» Requirement: Look through the entries. Copy each line that has the word "clone".

Stored data entries:

*** Block opens ***

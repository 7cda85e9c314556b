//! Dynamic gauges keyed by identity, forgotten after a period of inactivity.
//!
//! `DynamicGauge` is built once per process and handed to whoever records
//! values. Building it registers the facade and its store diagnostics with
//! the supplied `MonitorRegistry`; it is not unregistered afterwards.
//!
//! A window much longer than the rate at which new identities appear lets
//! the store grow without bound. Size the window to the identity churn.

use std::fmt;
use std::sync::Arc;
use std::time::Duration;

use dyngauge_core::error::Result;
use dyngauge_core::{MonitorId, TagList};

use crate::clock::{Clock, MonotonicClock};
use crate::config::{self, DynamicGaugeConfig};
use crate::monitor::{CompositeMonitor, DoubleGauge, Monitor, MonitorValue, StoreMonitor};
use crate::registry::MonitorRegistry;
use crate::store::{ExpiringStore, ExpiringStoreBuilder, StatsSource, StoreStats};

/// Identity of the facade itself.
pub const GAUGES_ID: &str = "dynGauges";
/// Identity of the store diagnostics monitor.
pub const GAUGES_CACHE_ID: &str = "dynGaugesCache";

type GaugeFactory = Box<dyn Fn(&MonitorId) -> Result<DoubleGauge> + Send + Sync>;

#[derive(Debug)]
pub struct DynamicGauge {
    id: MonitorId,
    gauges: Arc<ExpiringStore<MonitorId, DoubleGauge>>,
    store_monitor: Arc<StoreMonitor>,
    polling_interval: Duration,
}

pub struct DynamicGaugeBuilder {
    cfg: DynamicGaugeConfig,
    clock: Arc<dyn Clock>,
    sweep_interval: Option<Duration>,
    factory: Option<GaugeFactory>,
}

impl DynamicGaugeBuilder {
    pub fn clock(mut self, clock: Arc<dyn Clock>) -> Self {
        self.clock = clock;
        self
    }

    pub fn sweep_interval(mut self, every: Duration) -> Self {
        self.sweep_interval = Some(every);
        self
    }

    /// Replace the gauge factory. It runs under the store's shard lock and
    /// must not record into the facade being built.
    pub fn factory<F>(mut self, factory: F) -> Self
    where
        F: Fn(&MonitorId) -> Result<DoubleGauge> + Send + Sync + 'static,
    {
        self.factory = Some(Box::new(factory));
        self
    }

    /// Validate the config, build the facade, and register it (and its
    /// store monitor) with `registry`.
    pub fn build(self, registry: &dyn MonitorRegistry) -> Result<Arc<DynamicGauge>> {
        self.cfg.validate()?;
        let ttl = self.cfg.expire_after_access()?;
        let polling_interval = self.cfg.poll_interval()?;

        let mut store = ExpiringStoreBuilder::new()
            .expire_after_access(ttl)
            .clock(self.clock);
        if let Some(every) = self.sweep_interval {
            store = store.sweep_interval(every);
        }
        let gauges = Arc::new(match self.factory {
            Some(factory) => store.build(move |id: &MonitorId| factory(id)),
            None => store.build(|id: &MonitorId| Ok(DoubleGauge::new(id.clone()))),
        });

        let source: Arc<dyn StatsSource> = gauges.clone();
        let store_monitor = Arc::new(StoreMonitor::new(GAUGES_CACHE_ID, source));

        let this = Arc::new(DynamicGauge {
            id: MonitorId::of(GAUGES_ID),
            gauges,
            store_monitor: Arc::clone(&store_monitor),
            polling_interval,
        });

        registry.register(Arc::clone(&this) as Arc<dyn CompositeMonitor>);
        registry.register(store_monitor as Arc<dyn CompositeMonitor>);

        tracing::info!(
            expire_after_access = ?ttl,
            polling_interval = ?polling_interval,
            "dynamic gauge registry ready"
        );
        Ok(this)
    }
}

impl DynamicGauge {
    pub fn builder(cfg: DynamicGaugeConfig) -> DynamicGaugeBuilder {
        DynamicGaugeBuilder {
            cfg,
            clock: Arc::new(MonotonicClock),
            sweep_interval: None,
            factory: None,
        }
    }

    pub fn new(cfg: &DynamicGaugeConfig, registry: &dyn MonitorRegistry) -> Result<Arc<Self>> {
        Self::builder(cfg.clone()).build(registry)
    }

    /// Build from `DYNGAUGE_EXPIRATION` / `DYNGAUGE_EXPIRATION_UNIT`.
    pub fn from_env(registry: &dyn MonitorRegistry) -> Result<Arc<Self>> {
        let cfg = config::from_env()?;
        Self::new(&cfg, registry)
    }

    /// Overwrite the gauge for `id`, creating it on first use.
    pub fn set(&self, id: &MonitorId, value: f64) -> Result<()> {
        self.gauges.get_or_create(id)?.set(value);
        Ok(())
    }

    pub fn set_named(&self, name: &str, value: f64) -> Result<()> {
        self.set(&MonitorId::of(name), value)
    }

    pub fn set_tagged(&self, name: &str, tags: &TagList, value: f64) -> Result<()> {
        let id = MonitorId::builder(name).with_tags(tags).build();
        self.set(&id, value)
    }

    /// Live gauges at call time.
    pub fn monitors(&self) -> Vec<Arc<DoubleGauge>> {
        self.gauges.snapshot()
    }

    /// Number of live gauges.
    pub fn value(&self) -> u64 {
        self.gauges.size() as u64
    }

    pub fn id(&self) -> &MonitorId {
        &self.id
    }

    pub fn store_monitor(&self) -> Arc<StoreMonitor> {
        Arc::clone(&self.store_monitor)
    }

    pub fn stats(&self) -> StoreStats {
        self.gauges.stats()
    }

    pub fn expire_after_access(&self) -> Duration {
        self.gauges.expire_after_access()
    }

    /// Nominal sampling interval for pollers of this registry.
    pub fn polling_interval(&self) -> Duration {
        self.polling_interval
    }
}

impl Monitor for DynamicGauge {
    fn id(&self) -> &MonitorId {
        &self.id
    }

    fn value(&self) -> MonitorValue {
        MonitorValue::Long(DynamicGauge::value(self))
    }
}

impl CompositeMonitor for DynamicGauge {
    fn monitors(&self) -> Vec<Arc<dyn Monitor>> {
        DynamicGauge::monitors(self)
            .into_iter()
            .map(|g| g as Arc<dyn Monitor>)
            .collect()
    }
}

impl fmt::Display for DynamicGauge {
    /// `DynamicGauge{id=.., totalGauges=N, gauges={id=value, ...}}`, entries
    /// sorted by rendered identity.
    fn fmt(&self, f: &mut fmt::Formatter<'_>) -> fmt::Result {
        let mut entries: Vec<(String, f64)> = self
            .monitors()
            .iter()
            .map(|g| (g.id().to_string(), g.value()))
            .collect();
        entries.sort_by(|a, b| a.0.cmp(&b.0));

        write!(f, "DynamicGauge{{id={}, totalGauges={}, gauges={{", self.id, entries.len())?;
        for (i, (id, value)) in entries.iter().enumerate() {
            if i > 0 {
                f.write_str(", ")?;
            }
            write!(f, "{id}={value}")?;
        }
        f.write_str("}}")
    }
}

*** Block closes ***

» Completed exercise:
            None => store.build(|id: &MonitorId| Ok(DoubleGauge::new(id.clone()))),
        let source: Arc<dyn StatsSource> = gauges.clone();
            store_monitor: Arc::clone(&store_monitor),
        registry.register(Arc::clone(&this) as Arc<dyn CompositeMonitor>);
        Self::builder(cfg.clone()).build(registry)
        Arc::clone(&self.store_monitor)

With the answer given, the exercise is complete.